- Born: 1965 (age 60–61) Balranald, New South Wales, Australia
- Occupation: Singer-songwriter
- Years active: 1991–present
- Website: www.kutcha-edwards.com

= Kutcha Edwards =

Kutcha Edwards (born 1965) is an Aboriginal Australian singer and songwriter. He is known as a former member of the band Blackfire during the 1990s. More recently, he has fronted the Kutcha Edwards Band, and is part of The Black Arm Band. He has been nominated for several Music Victoria Awards, and was inducted into the Hall of Fame in the 2023 Music Victoria Awards. He won the Melbourne Prize for Music in 2016.

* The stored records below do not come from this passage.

//! The simplex `Y`: an ordered, bounded, duplicate-free set of evaluated points.
//!
//! Invariants:
//! - Vertices are sorted by the set's `DominanceOrder` (best first).
//! - No two vertices compare equal under that order.
//! - `len() <= capacity` (`n_free + 1` for a search).
//! - The cached `Geometry` always describes the current membership; every
//!   mutation drops it and the next read recomputes it.
//! - The diameter is tracked across mutations: an insertion that keeps both
//!   witness vertices only measures the new vertex against the others (O(k n)).
//!   Losing a witness falls back to the all-pairs scan on the next read.

use std::cell::{Cell, OnceCell};
use std::cmp::Ordering;

use nalgebra::DVector;

use crate::mesh::{Mesh, Variables};
use crate::order::DominanceOrder;
use crate::point::{PointId, PointStore, Score, StoreError};

use super::geometry::{diameter, direction_matrix, rank, volume};

/// A vertex: handle plus the snapshot of what ordering and geometry need.
#[derive(Clone, Debug)]
pub struct Vertex {
    pub id: PointId,
    pub score: Score,
    pub x: DVector<f64>,
}

impl Vertex {
    pub fn resolve<S: PointStore + ?Sized>(store: &S, id: PointId) -> Result<Self, StoreError> {
        let p = store.get(id)?;
        Ok(Self {
            id,
            score: p.score(),
            x: p.x.clone(),
        })
    }
}

/// Free-variable restriction and mesh scaling used by the geometry.
#[derive(Clone, Debug)]
pub struct GeomFrame {
    pub free: Vec<usize>,
    pub scale: DVector<f64>,
    pub rank_eps: f64,
}

impl GeomFrame {
    pub fn new(vars: &Variables, mesh: &Mesh, rank_eps: f64) -> Self {
        let free: Vec<usize> = vars.free_indices().collect();
        let scale = DVector::from_iterator(free.len(), free.iter().map(|&i| mesh.mesh_size[i]));
        Self {
            free,
            scale,
            rank_eps,
        }
    }

    /// Unit mesh, all coordinates free.
    pub fn unscaled(n: usize, rank_eps: f64) -> Self {
        Self {
            free: (0..n).collect(),
            scale: DVector::from_element(n, 1.0),
            rank_eps,
        }
    }

    fn restrict(&self, x: &DVector<f64>) -> DVector<f64> {
        DVector::from_iterator(self.free.len(), self.free.iter().map(|&i| x[i]))
    }
}

/// Geometry of the current simplex.
#[derive(Clone, Debug, PartialEq)]
pub struct Geometry {
    /// Volume in free coordinates.
    pub volume: f64,
    /// Volume in mesh units (free coordinates divided by the mesh size).
    pub normalized_volume: f64,
    /// Largest pairwise distance in free coordinates.
    pub diameter: f64,
    /// Vertices realizing the diameter.
    pub witness: Option<(PointId, PointId)>,
    /// Numerical rank of the mesh-scaled direction matrix.
    pub rank: usize,
}

/// Diameter of the membership it was last measured on, with its witness pair.
#[derive(Clone, Copy, Debug, PartialEq)]
struct Span {
    diameter: f64,
    pair: (PointId, PointId),
}

/// Ordered simplex container.
#[derive(Clone, Debug)]
pub struct SimplexSet {
    order: DominanceOrder,
    capacity: usize,
    frame: GeomFrame,
    vertices: Vec<Vertex>,
    geometry: OnceCell<Geometry>,
    span: Cell<Option<Span>>,
}

impl SimplexSet {
    pub fn new(order: DominanceOrder, capacity: usize, frame: GeomFrame) -> Self {
        Self {
            order,
            capacity,
            frame,
            vertices: Vec::with_capacity(capacity + 1),
            geometry: OnceCell::new(),
            span: Cell::new(None),
        }
    }

    #[inline]
    pub fn order(&self) -> &DominanceOrder {
        &self.order
    }

    #[inline]
    pub fn capacity(&self) -> usize {
        self.capacity
    }

    #[inline]
    pub fn len(&self) -> usize {
        self.vertices.len()
    }

    #[inline]
    pub fn is_empty(&self) -> bool {
        self.vertices.is_empty()
    }

    #[inline]
    pub fn is_full(&self) -> bool {
        self.vertices.len() == self.capacity
    }

    #[inline]
    pub fn vertices(&self) -> &[Vertex] {
        &self.vertices
    }

    #[inline]
    pub fn best(&self) -> Option<&Vertex> {
        self.vertices.first()
    }

    #[inline]
    pub fn worst(&self) -> Option<&Vertex> {
        self.vertices.last()
    }

    pub fn ids(&self) -> Vec<PointId> {
        self.vertices.iter().map(|v| v.id).collect()
    }

    pub fn contains(&self, id: PointId) -> bool {
        self.vertices.iter().any(|v| v.id == id)
    }

    /// Insert `v` at its rank.
    ///
    /// Returns `false` (leaving the set unchanged) when `v` ties with a member,
    /// or when the set is full and `v` would be the vertex evicted.
    pub fn insert(&mut self, v: Vertex) -> bool {
        let pos = match self
            .vertices
            .binary_search_by(|w| self.order.cmp(&w.score, &v.score))
        {
            Ok(_) => return false,
            Err(pos) => pos,
        };
        if pos >= self.capacity {
            return false;
        }
        self.vertices.insert(pos, v);
        let evicted = if self.vertices.len() > self.capacity {
            self.vertices.pop()
        } else {
            None
        };
        self.extend_span(pos, evicted.map(|v| v.id));
        self.geometry.take();
        true
    }

    /// Insert only the better of `x1` and `x2`.
    pub fn insert_best(&mut self, x1: Vertex, x2: Vertex) -> bool {
        match self.order.cmp(&x1.score, &x2.score) {
            Ordering::Greater => self.insert(x2),
            _ => self.insert(x1),
        }
    }

    pub fn remove_worst(&mut self) -> Option<Vertex> {
        let v = self.vertices.pop()?;
        self.drop_span_if_witness(v.id);
        self.geometry.take();
        Some(v)
    }

    /// Remove the vertex with handle `id`.
    pub fn remove(&mut self, id: PointId) -> Option<Vertex> {
        let pos = self.vertices.iter().position(|v| v.id == id)?;
        self.drop_span_if_witness(id);
        self.geometry.take();
        Some(self.vertices.remove(pos))
    }

    pub fn clear(&mut self) {
        self.vertices.clear();
        self.span.set(None);
        self.geometry.take();
    }

    /// Measure the vertex at `added` against the others, unless `evicted` was a witness.
    fn extend_span(&mut self, added: usize, evicted: Option<PointId>) {
        let Some(mut span) = self.span.get() else {
            return;
        };
        if evicted.is_some_and(|id| id == span.pair.0 || id == span.pair.1) {
            self.span.set(None);
            return;
        }
        let new = &self.vertices[added];
        for (j, other) in self.vertices.iter().enumerate() {
            if j == added {
                continue;
            }
            let d = self.free_distance(new, other);
            if d > span.diameter {
                span = Span {
                    diameter: d,
                    pair: (new.id, other.id),
                };
            }
        }
        self.span.set(Some(span));
    }

    fn drop_span_if_witness(&mut self, id: PointId) {
        if self
            .span
            .get()
            .is_some_and(|s| s.pair.0 == id || s.pair.1 == id)
        {
            self.span.set(None);
        }
    }

    /// Every vertex handle still resolves in `store`.
    pub fn validate<S: PointStore + ?Sized>(&self, store: &S) -> Result<(), StoreError> {
        self.vertices
            .iter()
            .try_for_each(|v| store.get(v.id).map(|_| ()))
    }

    /// Geometry of the current membership (recomputed after any mutation).
    pub fn geometry(&self) -> &Geometry {
        self.geometry.get_or_init(|| self.compute_geometry())
    }

    fn compute_geometry(&self) -> Geometry {
        let z: Vec<DVector<f64>> = self
            .vertices
            .iter()
            .map(|v| self.frame.restrict(&v.x))
            .collect();
        let scaled: Vec<DVector<f64>> = z.iter().map(|zi| zi.component_div(&self.frame.scale)).collect();
        let dz = direction_matrix(&z);
        let dz_scaled = direction_matrix(&scaled);
        let (diam, witness) = match self.span.get() {
            Some(span) => (span.diameter, Some(self.in_rank_order(span.pair))),
            None => {
                let (diam, pair) = diameter(&z);
                let witness = pair.map(|(i, j)| (self.vertices[i].id, self.vertices[j].id));
                if let Some(pair) = witness {
                    self.span.set(Some(Span {
                        diameter: diam,
                        pair,
                    }));
                }
                (diam, witness)
            }
        };
        Geometry {
            volume: volume(&dz),
            normalized_volume: volume(&dz_scaled),
            diameter: diam,
            witness,
            rank: rank(&dz_scaled, self.frame.rank_eps),
        }
    }

    /// `(a, b)` ordered by vertex rank.
    fn in_rank_order(&self, (a, b): (PointId, PointId)) -> (PointId, PointId) {
        let pos = |id| self.vertices.iter().position(|v| v.id == id);
        if pos(a) <= pos(b) {
            (a, b)
        } else {
            (b, a)
        }
    }

    /// Free-coordinate distance between two vertices.
    pub fn free_distance(&self, a: &Vertex, b: &Vertex) -> f64 {
        (self.frame.restrict(&a.x) - self.frame.restrict(&b.x)).norm()
    }
}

==Early life and education ==
Kutcha Edwards was born in Balranald, New South Wales in 1965. A survivor of the Stolen Generations, he was removed from his parents at the age of 18 months. He is a Mutti Mutti man.

==Career ==
Edwards' music career began in 1991 as a member of the band Watbalimba. He later joined the band Blackfire who he was with during the 1990s.

He contributed lyrics to a revised version of "Advance Australia Fair"-collaborating with Judith Durham, and singing the anthem not only with her, but also in a solo version.

He released his third album, Blak & Blu, in October 2012. It was produced by Craig Pilkington and features Jeff Lang as well as guest appearances by Dan Sultan, Rebecca Barnard, and others.

Edwards now fronts the Kutcha Edwards Band and is part of The Black Arm Band.

==On television==
Edwards has appeared as a guest on the SBS TV series RocKwiz.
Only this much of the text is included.